*** THE DATA Section Begins ***

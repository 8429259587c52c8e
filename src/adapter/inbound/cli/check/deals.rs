//! Live fetch against the deals API.

use std::path::Path;

use serde_json::json;

use crate::adapter::inbound::cli::{config_or_default, output};
use crate::adapter::outbound::cheapshark::CheapSharkClient;
use crate::domain::{Deal, Storefront};
use crate::error::{ConfigError, Result};
use crate::port::DealSource;

/// How many deals to list in the human-readable output.
const SHOWN: usize = 5;

/// Fetch current free deals and print the top ones.
pub async fn execute_deals(config_path: &Path, stores: Option<&str>) -> Result<()> {
    let config = config_or_default(config_path)?;
    let stores = parse_stores(stores)?;
    let client = CheapSharkClient::from_config(&config.cheapshark)?;
    let redirect = config.cheapshark.redirect_url.as_str();

    let names = stores
        .iter()
        .map(|store| store.display_name())
        .collect::<Vec<_>>()
        .join(", ");
    let pb = output::spinner(&format!("Fetching free deals from {}", client.source_name()));

    let deals = match client.free_deals(&stores).await {
        Ok(deals) => {
            output::spinner_success(&pb, &format!("Fetched {} deal(s)", deals.len()));
            deals
        }
        Err(err) => {
            output::spinner_fail(&pb, &format!("Failed to fetch deals: {err}"));
            return Err(err);
        }
    };

    if output::is_json() {
        output::json_output(json!({
            "command": "check.deals",
            "stores": stores.iter().map(|s| s.command()).collect::<Vec<_>>(),
            "deals": deals.iter().map(|deal| deal_json(deal, redirect)).collect::<Vec<_>>(),
        }));
        return Ok(());
    }

    output::section("Free Deals");
    output::field("Stores", names);

    let Some(top) = deals.first() else {
        output::note("No free games found at the moment.");
        return Ok(());
    };

    output::field("Top deal", output::highlight(&top.title));
    output::field("Store", top.store_name());
    output::field("Link", top.link(redirect));

    if deals.len() > 1 {
        output::section("Also free");
        for deal in deals.iter().skip(1).take(SHOWN - 1) {
            output::note(&format!("{} ({})", deal.title, deal.store_name()));
        }
        if deals.len() > SHOWN {
            output::note(&format!("... and {} more", deals.len() - SHOWN));
        }
    }

    if output::verbosity() > 0 {
        output::hint("the bot posts only the first deal of each check");
    }
    Ok(())
}

/// Parse a comma-separated store list; `None` selects every store.
fn parse_stores(raw: Option<&str>) -> Result<Vec<Storefront>> {
    let Some(raw) = raw else {
        return Ok(Storefront::ALL.to_vec());
    };

    let mut stores = Vec::new();
    for name in raw.split(',').map(str::trim).filter(|name| !name.is_empty()) {
        let store = Storefront::from_command(name).ok_or_else(|| ConfigError::InvalidValue {
            field: "stores",
            reason: format!("unknown store \"{name}\""),
        })?;
        if !stores.contains(&store) {
            stores.push(store);
        }
    }

    if stores.is_empty() {
        return Err(ConfigError::InvalidValue {
            field: "stores",
            reason: "no stores given".to_string(),
        }
        .into());
    }
    stores.sort();
    Ok(stores)
}

fn deal_json(deal: &Deal, redirect: &str) -> serde_json::Value {
    json!({
        "id": deal.id.as_str(),
        "title": deal.title,
        "store": deal.store_name(),
        "link": deal.link(redirect),
    })
}
use thiserror::Error;

/// Configuration-related errors with structured variants.
#[derive(Error, Debug)]
pub enum ConfigError {
    #[error("missing required field: {field}")]
    MissingField { field: &'static str },

    #[error("invalid value for {field}: {reason}")]
    InvalidValue { field: &'static str, reason: String },

    #[error("failed to read config file: {0}")]
    ReadFile(#[source] std::io::Error),

    #[error("failed to parse config: {0}")]
    Parse(#[source] toml::de::Error),
}

#[derive(Error, Debug)]
pub enum Error {
    #[error(transparent)]
    Config(#[from] ConfigError),

    #[error("JSON parsing error: {0}")]
    Json(#[from] serde_json::Error),

    #[error("HTTP error: {0}")]
    Http(#[from] reqwest::Error),

    #[error("IO error: {0}")]
    Io(#[from] std::io::Error),

    #[error("URL parse error: {0}")]
    Url(#[from] url::ParseError),

    #[error("upstream returned HTTP {status}")]
    UpstreamStatus { status: u16 },

    #[cfg(feature = "discord")]
    #[error("Discord error: {0}")]
    Discord(Box<serenity::Error>),

    #[error("delivery failed: {0}")]
    Delivery(String),

    #[error("connection error: {0}")]
    Connection(String),

    #[error("database error: {0}")]
    Database(String),

    #[error("parse error: {0}")]
    Parse(String),
}

pub type Result<T> = std::result::Result<T, Error>;

#[cfg(feature = "discord")]
impl From<serenity::Error> for Error {
    fn from(err: serenity::Error) -> Self {
        Error::Discord(Box::new(err))
    }
}

#[cfg(test)]
mod tests {
    use super::*;

    #[test]
    fn config_errors_render_field_names() {
        let err = Error::from(ConfigError::MissingField { field: "base_url" });
        assert_eq!(err.to_string(), "missing required field: base_url");

        let err = Error::from(ConfigError::InvalidValue {
            field: "prefix",
            reason: "must not be empty".to_string(),
        });
        assert_eq!(err.to_string(), "invalid value for prefix: must not be empty");
    }

    #[test]
    fn upstream_status_mentions_code() {
        let err = Error::UpstreamStatus { status: 503 };
        assert_eq!(err.to_string(), "upstream returned HTTP 503");
    }
}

*** THE DATA Section Ends ***

» **DIRECTIONS**
Above are the records. Copy every line in them holding "serenity".

» **WRITTEN ANSWER**
    Discord(Box<serenity::Error>),
impl From<serenity::Error> for Error {
    fn from(err: serenity::Error) -> Self {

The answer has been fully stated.